There are 3 main flavors of starting non-embedded V3.  Restart-domain works with all three:

  • Starting the server with the launcher (i.e. asadmin start-domain).  Restarting will stop the running server and once the JVM process is guaranteed to have exited the server will restart.  There are no special "watchdog" processes involved.  The server itself does the work itself in what I like to call "reincarnation".  This is easy to see by running jps during the restart.  You will see the process id change.  You can also watch the server log as the server restarts.
  • Starting the server with the launcher in verbose mode (i.e. asadmin start-domain --verbose).  The key point here is that we have to preserve the console that asadmin owns here.  So we do the restart a little differently.  Since the asadmin process is also running  on the server machine, we ask the already running asadmin process to restart the server for us.  asadmin does all the heavy lifting here.
  • Starting the server in implanted mode (e.g. java -jar glassfish.jar).  A new jvm will be started with exactly the same commandline arguments.  Note that if the server owns the console -- i.e. is running "in the foreground" and mirroring log messages -- the new server will lose control of the console.  We can not absolutely guarantee a clean shutdown without literally closing down the JVM itself.  Once that is done the console is out of reach.

Give it a try!

Tuesday May 29, 2007

Start and Stop Scripts

A little known fact: there are scripts for starting and stopping the 3 different kinds of Glassfish servers. The three kinds of servers are:

  • Domain Administration Server (the only server available in a development profile)
  • Node Agent Server
  • Instance Server

These scripts have always been there but were never officially supported.  They were difficult to use.  E.g. you had to know to type in username, password and master password into the void at the command window for strtserv to work.  The scripts were used internally in pre-V2 versions.  They are not used at all in V2.  They are there for your use exclusively now.

Where Are These Scripts?

They are named: 

   Start Script
 Stop Script
 Windows  startserv.bat  stopserv.bat
 Not Windows
 startserv  stopserv

 

In my own personal default environment, they are here:

 Domain Administration Server
c:/as/domains/domain1/bin
Node Agent Server
c:/as/nodeagents/na/agent/bin
Instance Server
c:/as/nodeagents/na/i1/bin
 

How Do I Use Them?

To start a server run the appropriate startserv script.  It will ask you for the administrator's username, pssword and the master password.  If you don't know what a master password is -- just enter changeit.  This is not really needed for the Domain Administration Server in a developer profile, but the script does not yet have the smarts to know whether or not the server is secure.  A future release may fix this problem. 
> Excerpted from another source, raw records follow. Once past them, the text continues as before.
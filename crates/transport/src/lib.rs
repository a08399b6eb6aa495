//! # Transport
//!
//! Chat platform plumbing.
//!
//! - `TelegramClient`: Bot API send/edit plus long-poll update retrieval
//! - `UpdatePoller`: background task turning long polls into a message stream
//! - `MockTransport`: recording transport for tests
//!
//! The rest of the system only sees the `ChatTransport` trait and the
//! `InboundMessage` stream; nothing outside this crate speaks the wire
//! format.

mod mock;
mod poller;
mod telegram;

pub use contracts::{ChatTransport, InboundMessage};
pub use mock::{MockTransport, SentRecord};
pub use poller::UpdatePoller;
pub use telegram::TelegramClient;
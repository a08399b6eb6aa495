//! Configuration parsing module
//!
//! Supports TOML (primary) and JSON (secondary) formats.

use contracts::{RelayConfig, RelayError};

/// Configuration file format
#[derive(Debug, Clone, Copy, PartialEq, Eq)]
pub enum ConfigFormat {
    /// TOML format (recommended)
    Toml,
    /// JSON format
    Json,
}

impl ConfigFormat {
    /// Infer format from file extension
    pub fn from_extension(ext: &str) -> Option<Self> {
        match ext.to_lowercase().as_str() {
            "toml" => Some(Self::Toml),
            "json" => Some(Self::Json),
            _ => None,
        }
    }
}

/// Parse TOML configuration
pub fn parse_toml(content: &str) -> Result<RelayConfig, RelayError> {
    toml::from_str(content).map_err(|e| RelayError::ConfigParse {
        message: format!("TOML parse error: {e}"),
        source: Some(Box::new(e)),
    })
}

/// Parse JSON configuration
pub fn parse_json(content: &str) -> Result<RelayConfig, RelayError> {
    serde_json::from_str(content).map_err(|e| RelayError::ConfigParse {
        message: format!("JSON parse error: {e}"),
        source: Some(Box::new(e)),
    })
}

/// Parse configuration content in the given format
pub fn parse(content: &str, format: ConfigFormat) -> Result<RelayConfig, RelayError> {
    match format {
        ConfigFormat::Toml => parse_toml(content),
        ConfigFormat::Json => parse_json(content),
    }
}

#[cfg(test)]
mod tests {
    use super::*;

    #[test]
    fn test_parse_toml_minimal() {
        let content = r#"
[telegram]
token = "1:a"

[data]
url = "https://example.com/data"
"#;
        let result = parse_toml(content);
        assert!(result.is_ok(), "Failed: {:?}", result.err());
        let config = result.unwrap();
        assert_eq!(config.data.url, "https://example.com/data");
        assert!(config.schedule.targets.is_empty());
    }

    #[test]
    fn test_parse_json_minimal() {
        let content = r#"{
            "telegram": { "token": "1:a", "admin_ids": [42] },
            "data": { "url": "https://example.com/data" },
            "schedule": {
                "interval_secs": 15,
                "targets": [{ "chat_id": -1, "message_id": 2 }]
            }
        }"#;
        let result = parse_json(content);
        assert!(result.is_ok(), "Failed: {:?}", result.err());
        let config = result.unwrap();
        assert_eq!(config.schedule.targets[0].thread_id, None);
    }

    #[test]
    fn test_parse_toml_syntax_error() {
        let result = parse_toml("invalid toml [[[");
        assert!(result.is_err());
        assert!(matches!(
            result.unwrap_err(),
            RelayError::ConfigParse { .. }
        ));
    }

    #[test]
    fn test_format_from_extension() {
        assert_eq!(
            ConfigFormat::from_extension("toml"),
            Some(ConfigFormat::Toml)
        );
        assert_eq!(
            ConfigFormat::from_extension("TOML"),
            Some(ConfigFormat::Toml)
        );
        assert_eq!(
            ConfigFormat::from_extension("json"),
            Some(ConfigFormat::Json)
        );
        assert_eq!(ConfigFormat::from_extension("yaml"), None);
    }
}
//! ChatTransport trait - outbound message interface
//!
//! Defines the abstract interface for the chat platform client. The core
//! treats it as an opaque, possibly-failing, possibly-slow dependency.

use crate::{Destination, MessageRef, RelayError};

/// Chat platform send/edit interface
///
/// Implementations must be shareable across destination workers, hence
/// `&self` methods and the `Sync` bound.
#[trait_variant::make(ChatTransport: Send)]
pub trait LocalChatTransport: Sync {
    /// Create a new message in the destination
    ///
    /// # Errors
    /// Returns a transport error; the dispatcher reports it to the producer
    /// and moves on, it never retries.
    async fn send_message(
        &self,
        destination: Destination,
        text: &str,
    ) -> Result<MessageRef, RelayError>;

    /// Replace the text of a previously-sent message
    async fn edit_message(
        &self,
        destination: Destination,
        message_id: i64,
        text: &str,
    ) -> Result<(), RelayError>;
}
//! # Relay
//!
//! The glue between market data and chat destinations.
//!
//! - `UpdateScheduler`: fixed-interval ticks that fetch a snapshot, render
//!   the template and enqueue replace-in-place edits for every configured
//!   target
//! - `CommandResponder`: on-demand replies to authorized command messages
//!
//! Both push all outbound traffic through the per-destination dispatch
//! queue, so scheduled edits and ad-hoc sends share one rate-limit clock.

mod responder;
mod scheduler;

pub use responder::{CommandResponder, ResponderStats};
pub use scheduler::{UpdateScheduler, SchedulerStats};
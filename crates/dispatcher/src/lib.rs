//! # Dispatcher
//!
//! Per-destination outbound message dispatch.
//!
//! Responsibilities:
//! - One FIFO queue and one worker task per destination, created lazily
//! - At most one send/edit in flight per destination
//! - Minimum spacing between consecutive sends to one destination
//! - Isolate failing/slow destinations from each other

pub mod dispatcher;
pub mod error;
pub mod handle;
pub mod metrics;

pub use contracts::{ChatTransport, DeferredRequest, Destination};
pub use dispatcher::Dispatcher;
pub use error::DispatchError;
pub use handle::DestinationHandle;
pub use metrics::{DestinationMetrics, MetricsSnapshot};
To stop a server simply run the stopserv script.  No authentiction information is needed or asked for.

 Features

  •  The scripts are relocatable.  I.e., if you use asadmin backup-domain and asadmin restore-domain to clone a domain to a different location -- the scripts will still work.
  • Shutdown is very fast and efficient.
  • This is the only way you can start an instance with no running Domain Administration Server and no running Node Agent Server.
  • You can take over the lifecycle management of one or more Instance Servers.  If you start the Instance Server with the script then the Node Agent Server will not automatically stop it when the Node Agent Server is stopped.